1.2 Compte tenu du caractère subsidiaire du recours de droit public (art. 84 al. 2 OJ), il faut encore se demander si les critiques de la recourante relatives à l'application du droit fédéral n'auraient pas dû être soulevées dans le cadre d'un recours en réforme (cf. art. 43 al. 1 OJ).
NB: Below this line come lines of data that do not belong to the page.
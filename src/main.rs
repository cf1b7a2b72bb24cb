/*
Control de un dron Tello por gestos IMU

Cada ciclo:
1. Espera el disparo del operador (Enter) o del temporizador
2. Captura una ventana de 5 s de la IMU (ESP32 por serie o MPU-6050 por I2C)
3. Normaliza y remuestrea a 500 filas, clasifica con el SVM exportado a ONNX
4. Envía el comando al dron; el gesto LAND aterriza y termina la sesión

Ctrl-C, `q` o cualquier error fatal aterrizan el dron una sola vez.

Ejemplos:
     ./target/release/gesture-pilot --config gesture-pilot.toml
     ./target/release/gesture-pilot --port /dev/ttyUSB0 --dry-run
     RUST_LOG=debug ./target/release/gesture-pilot --model svm_model.onnx
*/

use anyhow::{bail, Context, Result};
use clap::Parser;
use crossbeam_channel::Receiver;
use env_logger::{Builder, Env};
use std::path::PathBuf;

use gesture_pilot::cancel::CancelToken;
use gesture_pilot::config::{Config, SensorKind, TriggerKind, VehicleKind};
use gesture_pilot::csv_loader::WindowRecorder;
use gesture_pilot::flight_session::{FlightSession, SessionSettings, SessionState};
use gesture_pilot::gesture_classifier::OnnxClassifier;
use gesture_pilot::source::stream::open_serial;
use gesture_pilot::source::SampleSource;
use gesture_pilot::trigger::{console_trigger, interval_trigger, Trigger};
use gesture_pilot::vehicle::{DryRunController, TelloController, VehicleController};
use gesture_pilot::window_collector::WindowCollector;

#[derive(Parser, Debug)]
#[command(name = "gesture-pilot", version, about = "Pilota un dron con gestos capturados por una IMU")]
struct Cli {
    /// Fichero de configuración TOML
    #[arg(short, long)]
    config: Option<PathBuf>,

    /// Puerto serie del sensor (sustituye sensor.port)
    #[arg(short, long)]
    port: Option<String>,

    /// Modelo ONNX (sustituye model.path)
    #[arg(short, long)]
    model: Option<PathBuf>,

    /// No vuela: registra los comandos en lugar de enviarlos
    #[arg(long)]
    dry_run: bool,

    /// Guarda cada ventana capturada en este directorio
    #[arg(long)]
    record_dir: Option<PathBuf>,
}

fn load_config(cli: &Cli) -> Result<Config> {
    let mut config = match &cli.config {
        Some(path) => Config::from_file(path)
            .with_context(|| format!("No se pudo cargar la configuración {:?}", path))?,
        None => Config::default(),
    };

    if let Some(port) = &cli.port {
        config.sensor.kind = SensorKind::Serial;
        config.sensor.port = port.clone();
    }
    if let Some(model) = &cli.model {
        config.model.path = model.clone();
    }
    if cli.dry_run {
        config.vehicle.kind = VehicleKind::DryRun;
    }
    if let Some(dir) = &cli.record_dir {
        config.session.record_dir = Some(dir.clone());
    }

    config.validate()?;
    Ok(config)
}

fn open_source(config: &Config) -> Result<Box<dyn SampleSource>> {
    match config.sensor.kind {
        SensorKind::Serial => {
            let source = open_serial(&config.sensor.port, config.sensor.baud_rate)
                .with_context(|| format!("No se pudo abrir {}", config.sensor.port))?;
            Ok(Box::new(source))
        }
        #[cfg(feature = "linux-i2c")]
        SensorKind::I2c => {
            let source = gesture_pilot::source::polled::open_linux_mpu6050(
                &config.sensor.i2c_bus,
                config.sensor.i2c_address,
                config.sample_interval(),
            )?;
            Ok(Box::new(source))
        }
        #[cfg(not(feature = "linux-i2c"))]
        SensorKind::I2c => bail!("Sensor I2C no disponible: compila con --features linux-i2c"),
    }
}

fn open_vehicle(config: &Config) -> Result<Box<dyn VehicleController>> {
    match config.vehicle.kind {
        VehicleKind::Tello => Ok(Box::new(TelloController::new(config.tello_config()?))),
        VehicleKind::DryRun => {
            log::warn!("🧪 Modo dry-run: el dron no recibirá comandos");
            Ok(Box::new(DryRunController::new()))
        }
    }
}

fn trigger_for(config: &Config) -> Receiver<Trigger> {
    match config.session.trigger {
        TriggerKind::Console => {
            println!("Pulsa Enter para capturar un gesto, 'q' para aterrizar y salir");
            console_trigger()
        }
        TriggerKind::Interval => interval_trigger(config.trigger_interval()),
    }
}

fn main() -> Result<()> {
    let cli = Cli::parse();
    let config = load_config(&cli)?;

    Builder::from_env(Env::default().default_filter_or(config.logging.level.as_str())).init();

    println!("🚁 gesture-pilot");
    log::info!("📂 Modelo: {:?}", config.model.path);

    let classifier = OnnxClassifier::load(
        &config.model.path,
        config.model.classes_path.as_deref(),
        config.expected_features(),
    )?;
    let dispatcher = config.dispatcher()?;
    let source = open_source(&config)?;
    let vehicle = open_vehicle(&config)?;

    let cancel = CancelToken::new();
    cancel
        .install_ctrlc_handler()
        .context("No se pudo instalar el manejador de Ctrl-C")?;

    let settings = SessionSettings {
        rows: config.window.rows,
        max_consecutive_cycle_failures: config.session.max_consecutive_cycle_failures,
        min_battery_percent: config.session.min_battery_percent,
        calibrate_imu: config.vehicle.calibrate_imu,
    };

    let mut session = FlightSession::new(vehicle, source, classifier, dispatcher)
        .with_collector(WindowCollector::new(config.window_duration()))
        .with_settings(settings)
        .with_cancel_token(cancel);

    if let Some(dir) = &config.session.record_dir {
        session = session.with_recorder(WindowRecorder::new(dir, "gesture")?);
    }

    let triggers = trigger_for(&config);
    let report = session.run(&triggers);

    println!("\n📋 Resumen de la sesión\n{}", report);

    if report.final_state == SessionState::Faulted {
        bail!(
            "La sesión terminó con fallo: {}",
            report.fault.as_deref().unwrap_or("desconocido")
        );
    }
    Ok(())
}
Sauf exceptions non réalisées en l'espèce, le recours en réforme n'est recevable que contre des décisions finales au sens de l'art. 48 al. 1 OJ. Cette notion est plus restrictive que celle retenue pour le recours de droit public (arrêt 4P.73/2002 du 26 juin 2002, publié in sic! 10/2002 p. 694, consid. 1.4 p. 695 et la référence à Corboz, Le recours en réforme au Tribunal fédéral, SJ 2000 II p. 1 ss, spéc. p. 6). Selon la jurisprudence, une décision est qualifiée de finale lorsque la juridiction cantonale statue sur le fond d'une prétention ou s'y refuse pour un motif empêchant définitivement que la même prétention soit exercée à nouveau entre les mêmes parties (ATF 127 III 433 consid. 1b/aa, 474 consid. 1a p. 475 s.; 126 III 445 consid. 3b p. 446 s.). Il importe peu que la décision ait été prise en procédure sommaire, à condition notamment qu'elle ait été rendue à l'issue d'une procédure probatoire complète, non limitée à la vraisemblance des faits allégués, et qu'elle se fonde sur une motivation exhaustive en droit, sans qu'une procédure ordinaire demeure réservée (ATF 126 III 445 consid. 3b p. 447; 119 II 241 consid. 2 p. 243). Sous réserve d'exceptions (cf. ATF 126 III 445 consid. 3b), les décisions rendues en matière de mesures provisionnelles ne remplissent pas ces exigences et ne sont pas considérées comme des décisions finales au sens de l'art. 48 al. 1 OJ (cf. ATF 126 III 261 consid. 1). L'arrêt attaqué n'échappe pas à cette règle. Rendu en application des art. 337a et 340b al. 3 CO, il n'exprime que la position des juges quant à l'opportunité d'assurer une protection juridique provisoire à l'intimée pendant le déroulement de la procédure au fond devant la juridiction des prud'hommes, sur la base de la vraisemblance des faits invoqués par celle-ci, sans préjudice du jugement au fond. Il ne s'agissait donc pas d'une décision finale au sens de l'art. 48 al. 1 OJ, de sorte que la voie du recours en réforme n'était pas ouverte en l'espèce.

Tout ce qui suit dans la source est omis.